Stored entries
-=-=-=-=-
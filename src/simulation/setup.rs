//! Setup module for configuring the stiff integrator.
//!
//! This module provides the [`SolverSetup`] struct and its builder for configuring the
//! adaptive step-size control of [`StiffSolver`](super::stiff::StiffSolver):
//!
//! - Error tolerance settings (relative and absolute)
//! - Initial and minimum step size
//! - Step budget per integration
//!
//! The output time grid is not part of the setup; it is passed to every
//! [`Integrator::integrate`](super::integrator::Integrator::integrate) call.

use derive_builder::Builder;
use serde::{Deserialize, Serialize};

/// Configuration for adaptive integration
///
/// # Fields
///
/// * `rtol` - Relative tolerance for error control (default: 1e-6)
/// * `atol` - Absolute tolerance for error control (default: 1e-8)
/// * `h0` - Initial step size, `0.0` picks one from the time span (default: 0.0)
/// * `h_min` - Smallest step before the integration is abandoned (default: 1e-12)
/// * `max_steps` - Maximum number of attempted steps (default: 100000)
///
/// # Examples
///
/// ```
/// use metabolic_mcem::prelude::SolverSetupBuilder;
///
/// let setup = SolverSetupBuilder::default()
///     .rtol(1e-8)
///     .atol(1e-10)
///     .build()
///     .unwrap();
/// ```
#[derive(Debug, Clone, Copy, PartialEq, Builder, Serialize, Deserialize)]
#[serde(default)]
pub struct SolverSetup {
    #[builder(default = "1e-6")]
    pub rtol: f64,
    #[builder(default = "1e-8")]
    pub atol: f64,
    #[builder(default = "0.0")]
    pub h0: f64,
    #[builder(default = "1e-12")]
    pub h_min: f64,
    #[builder(default = "100_000")]
    pub max_steps: usize,
}

impl Default for SolverSetup {
    fn default() -> Self {
        Self {
            rtol: 1e-6,
            atol: 1e-8,
            h0: 0.0,
            h_min: 1e-12,
            max_steps: 100_000,
        }
    }
}

impl SolverSetup {
    /// Initial step for an integration spanning `span` time units.
    pub fn initial_step(&self, span: f64) -> f64 {
        if self.h0 > 0.0 {
            self.h0
        } else {
            (span * 1e-3).max(self.h_min)
        }
    }
}

#[cfg(test)]
mod tests {
    use super::*;

    #[test]
    fn test_builder_defaults_match_default() {
        let built = SolverSetupBuilder::default().build().unwrap();
        assert_eq!(built, SolverSetup::default());
    }

    #[test]
    fn test_initial_step() {
        let setup = SolverSetup::default();
        assert_eq!(setup.initial_step(10.0), 1e-2);
        assert_eq!(setup.initial_step(0.0), 1e-12);

        let fixed = SolverSetupBuilder::default().h0(0.5).build().unwrap();
        assert_eq!(fixed.initial_step(10.0), 0.5);
    }

    #[test]
    fn test_partial_json() {
        let setup: SolverSetup = serde_json::from_str(r#"{"rtol": 1e-3}"#).unwrap();
        assert_eq!(setup.rtol, 1e-3);
        assert_eq!(setup.max_steps, 100_000);
    }
}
-=-=-=-=-
Work instructions
Please copy the line that holds "Builder, Serialize, Deserialize)]" and each line under it through the last line above, exactly as they stand, adding nothing.

Answer box
#[derive(Debug, Clone, Copy, PartialEq, Builder, Serialize, Deserialize)]
#[serde(default)]
pub struct SolverSetup {
    #[builder(default = "1e-6")]
    pub rtol: f64,
    #[builder(default = "1e-8")]
    pub atol: f64,
    #[builder(default = "0.0")]
    pub h0: f64,
    #[builder(default = "1e-12")]
    pub h_min: f64,
    #[builder(default = "100_000")]
    pub max_steps: usize,
}

impl Default for SolverSetup {
    fn default() -> Self {
        Self {
            rtol: 1e-6,
            atol: 1e-8,
            h0: 0.0,
            h_min: 1e-12,
            max_steps: 100_000,
        }
    }
}

impl SolverSetup {
    /// Initial step for an integration spanning `span` time units.
    pub fn initial_step(&self, span: f64) -> f64 {
        if self.h0 > 0.0 {
            self.h0
        } else {
            (span * 1e-3).max(self.h_min)
        }
    }
}

#[cfg(test)]
mod tests {
    use super::*;

    #[test]
    fn test_builder_defaults_match_default() {
        let built = SolverSetupBuilder::default().build().unwrap();
        assert_eq!(built, SolverSetup::default());
    }

    #[test]
    fn test_initial_step() {
        let setup = SolverSetup::default();
        assert_eq!(setup.initial_step(10.0), 1e-2);
        assert_eq!(setup.initial_step(0.0), 1e-12);

        let fixed = SolverSetupBuilder::default().h0(0.5).build().unwrap();
        assert_eq!(fixed.initial_step(10.0), 0.5);
    }

    #[test]
    fn test_partial_json() {
        let setup: SolverSetup = serde_json::from_str(r#"{"rtol": 1e-3}"#).unwrap();
        assert_eq!(setup.rtol, 1e-3);
        assert_eq!(setup.max_steps, 100_000);
    }
}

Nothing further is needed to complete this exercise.